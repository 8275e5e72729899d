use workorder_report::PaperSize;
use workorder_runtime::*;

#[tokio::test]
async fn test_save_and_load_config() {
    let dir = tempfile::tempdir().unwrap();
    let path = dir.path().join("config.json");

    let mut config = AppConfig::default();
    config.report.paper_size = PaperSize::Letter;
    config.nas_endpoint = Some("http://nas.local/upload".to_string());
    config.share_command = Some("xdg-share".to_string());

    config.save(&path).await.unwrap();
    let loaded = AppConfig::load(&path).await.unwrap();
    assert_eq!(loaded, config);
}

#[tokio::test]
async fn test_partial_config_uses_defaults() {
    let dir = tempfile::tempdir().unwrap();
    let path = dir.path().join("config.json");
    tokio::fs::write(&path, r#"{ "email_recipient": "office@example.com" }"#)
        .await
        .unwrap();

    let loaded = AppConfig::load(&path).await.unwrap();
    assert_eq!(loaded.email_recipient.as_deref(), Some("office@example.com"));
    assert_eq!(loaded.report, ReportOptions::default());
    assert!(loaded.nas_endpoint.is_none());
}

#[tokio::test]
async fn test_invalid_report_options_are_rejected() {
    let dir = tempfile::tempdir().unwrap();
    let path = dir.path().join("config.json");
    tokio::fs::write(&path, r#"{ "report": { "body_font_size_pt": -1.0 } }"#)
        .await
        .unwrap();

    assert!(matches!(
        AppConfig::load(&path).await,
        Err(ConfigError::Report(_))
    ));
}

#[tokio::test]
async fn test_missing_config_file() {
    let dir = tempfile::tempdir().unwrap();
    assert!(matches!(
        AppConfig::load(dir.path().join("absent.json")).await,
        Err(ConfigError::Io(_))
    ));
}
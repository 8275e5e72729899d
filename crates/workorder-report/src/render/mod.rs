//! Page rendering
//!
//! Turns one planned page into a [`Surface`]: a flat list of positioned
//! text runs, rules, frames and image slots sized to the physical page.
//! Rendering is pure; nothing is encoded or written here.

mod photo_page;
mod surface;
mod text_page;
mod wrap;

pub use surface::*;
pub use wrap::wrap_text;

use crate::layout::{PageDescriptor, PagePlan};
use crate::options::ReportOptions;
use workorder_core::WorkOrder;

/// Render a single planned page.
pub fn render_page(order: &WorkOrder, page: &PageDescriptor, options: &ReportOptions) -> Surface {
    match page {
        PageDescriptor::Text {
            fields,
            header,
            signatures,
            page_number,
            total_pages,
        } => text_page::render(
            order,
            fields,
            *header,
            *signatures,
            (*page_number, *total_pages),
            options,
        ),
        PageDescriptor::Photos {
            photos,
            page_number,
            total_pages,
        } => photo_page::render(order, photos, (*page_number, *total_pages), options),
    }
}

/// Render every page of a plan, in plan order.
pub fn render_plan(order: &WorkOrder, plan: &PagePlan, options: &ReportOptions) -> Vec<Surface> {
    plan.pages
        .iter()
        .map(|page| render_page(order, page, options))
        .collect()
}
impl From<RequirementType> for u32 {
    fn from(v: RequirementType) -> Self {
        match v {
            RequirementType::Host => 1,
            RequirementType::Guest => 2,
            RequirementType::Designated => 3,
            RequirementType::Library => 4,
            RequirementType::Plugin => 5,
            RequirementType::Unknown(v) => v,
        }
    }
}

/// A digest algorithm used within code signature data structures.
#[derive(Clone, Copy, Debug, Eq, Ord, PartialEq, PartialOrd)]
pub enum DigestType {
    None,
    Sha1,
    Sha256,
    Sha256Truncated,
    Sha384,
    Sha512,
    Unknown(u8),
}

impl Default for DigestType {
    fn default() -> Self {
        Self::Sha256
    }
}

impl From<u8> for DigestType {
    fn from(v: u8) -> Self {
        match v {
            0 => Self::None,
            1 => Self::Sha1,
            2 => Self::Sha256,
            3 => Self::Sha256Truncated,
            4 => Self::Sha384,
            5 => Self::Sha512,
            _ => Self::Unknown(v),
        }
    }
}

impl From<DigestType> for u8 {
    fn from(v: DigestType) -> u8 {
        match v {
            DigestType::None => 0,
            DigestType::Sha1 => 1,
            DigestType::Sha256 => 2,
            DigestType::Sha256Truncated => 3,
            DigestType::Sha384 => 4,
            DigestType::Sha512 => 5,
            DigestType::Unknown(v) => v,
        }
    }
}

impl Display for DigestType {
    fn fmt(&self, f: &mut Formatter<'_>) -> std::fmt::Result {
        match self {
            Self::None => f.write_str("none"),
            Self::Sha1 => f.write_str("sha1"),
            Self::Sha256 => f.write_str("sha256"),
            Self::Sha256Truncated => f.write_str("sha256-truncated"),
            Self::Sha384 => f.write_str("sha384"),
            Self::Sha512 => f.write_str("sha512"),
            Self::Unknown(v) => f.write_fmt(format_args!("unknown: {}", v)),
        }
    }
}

_YOUR GOAL_: Check each line of the entries for the string "async". Copy the lines that have it.

_EXPECTED OUTPUT_:
async fn test_save_and_load_config() {
async fn test_partial_config_uses_defaults() {
async fn test_invalid_report_options_are_rejected() {
async fn test_missing_config_file() {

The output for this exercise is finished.